Play dough, plasticine or clay, cookie/pastry cutters or imprint tools.
How to do it
Using tools such as cookie cutters talk through and show your child how the cutters work when you only use a small amount of pressure (it does not cut through the play dough, just leaves a mark). As you use a greater amount of pressure discuss how far the cutter goes through the dough and how the cutter feels against your hand/finger. Ask your child to do the same thing and help them to talk through the experience making them more aware of how the tools feel in their hand and fingers and what the rest of the body is doing to help them mark or cut through the play dough. Talk through how the cutter makes shallow cuts when pressed gently and deeper cuts when pressed hard and that they will cut all the way through if the right amount of pressure is used.
Paint, printing ink /pads, print pens, odd objects to print with such as cotton reels, sticks and pencil ends, leaves, small toys such as lego or you could make your own print stamps with vegetables, bought printing stamps and different types of paper.
How to do it
Printing can be great fun, creating patterns or pictures. This artwork can be used to make cards or wrapping paper which friends and family will always be pleased to receive.
How Thick Can You Go?
Carbon copy paper, paper, pencils, tracing paper.
How to do it
Sandwich the carbon paper between two pieces of paper (make sure that the shiny side of the carbon paper is against the top piece of paper) and then draw or write on the top piece of paper. Then check the bottom sheet, has the drawing or words been copied?
If your child has not been able to create a copy then continue to practise with just two pieces of paper.
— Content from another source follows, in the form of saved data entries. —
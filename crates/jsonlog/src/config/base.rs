//! Resolved per-category configuration

use std::path::PathBuf;

use serde::Serialize;

use super::fields::Layout;
use super::rotation::RotationSettings;

/// Category used when none is named
pub const DEFAULT_CATEGORY: &str = "app";

/// Extension appended to every log file name
pub const LOG_EXTENSION: &str = "log";

/// Settings one category logs with
#[derive(Debug, Clone, PartialEq, Eq, Serialize)]
#[serde(rename_all = "camelCase")]
pub struct LogConfig {
    /// Directory the log file lives in
    pub directory: PathBuf,
    /// File name without extension
    pub file_name: String,
    /// Fields emitted per line
    pub layout: Layout,
    /// Whether the rotation settings are handed to the appender
    pub enable_rotation: bool,
    /// Use compact field keys
    pub short_field_names: bool,
    /// Rotation settings, inert unless `enable_rotation` is set
    #[serde(rename = "rotationOptions")]
    pub rotation: RotationSettings,
}

impl Default for LogConfig {
    fn default() -> Self {
        Self {
            directory: std::env::current_dir().unwrap_or_else(|_| PathBuf::from(".")),
            file_name: DEFAULT_CATEGORY.to_string(),
            layout: Layout::default(),
            enable_rotation: false,
            short_field_names: false,
            rotation: RotationSettings::default(),
        }
    }
}

impl LogConfig {
    /// Full path of the active log file
    pub fn file_path(&self) -> PathBuf {
        self.directory
            .join(format!("{}.{LOG_EXTENSION}", self.file_name))
    }

    /// Rotation settings the appender should honour, if rotation is on
    pub fn active_rotation(&self) -> Option<&RotationSettings> {
        self.enable_rotation.then_some(&self.rotation)
    }
}

/// Severity of an emitted event
#[derive(Debug, Clone, Copy, PartialEq, Eq, PartialOrd, Ord, Hash)]
pub enum Level {
    /// Trace level
    Trace,
    /// Debug level
    Debug,
    /// Info level
    Info,
    /// Warn level
    Warn,
    /// Error level
    Error,
    /// Fatal level
    Fatal,
}

impl Level {
    /// Label written to the `level` field
    pub const fn label(self) -> &'static str {
        match self {
            Self::Trace => "TRACE",
            Self::Debug => "DEBUG",
            Self::Info => "INFO",
            Self::Warn => "WARN",
            Self::Error => "ERROR",
            Self::Fatal => "FATAL",
        }
    }
}

impl std::fmt::Display for Level {
    fn fmt(&self, f: &mut std::fmt::Formatter<'_>) -> std::fmt::Result {
        f.write_str(self.label())
    }
}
When they have mastered this then, to help your child improve, and develop more of an understanding of how they implement pressure, you could add thicker paper or more sheets.
If your child has created a very dark copy or has heavily indented the top piece of paper, try using several sheets to start with so that the copy is fainter, to suggest a more appropriate pressure has been used to show your child the colour copy to be achieved. Then take away a sheet of the top paper as they learn to adjust the pressure being used. Eventually they will get down to one sheet of paper on top of the carbon paper.
This can also help build a child’s understanding of how much pressure is required. Using tracing paper ask your child to trace a simple shape or picture. Then turn the tracing paper over onto another piece of paper. Draw over the lines that show through the tracing paper, quite a bit of pressure is needed for this. When the tracing paper is lifted a copy of the shape or picture will be left on the paper.
If your child is pressing too hard and tearing the tracing paper try doubling it over, you will however have to use quite a bold coloured shape or picture underneath for them to be able to see it. As your child’s ability to use the correct pressure to achieve the best results for the task improves, reduce the thickness of the tracing paper.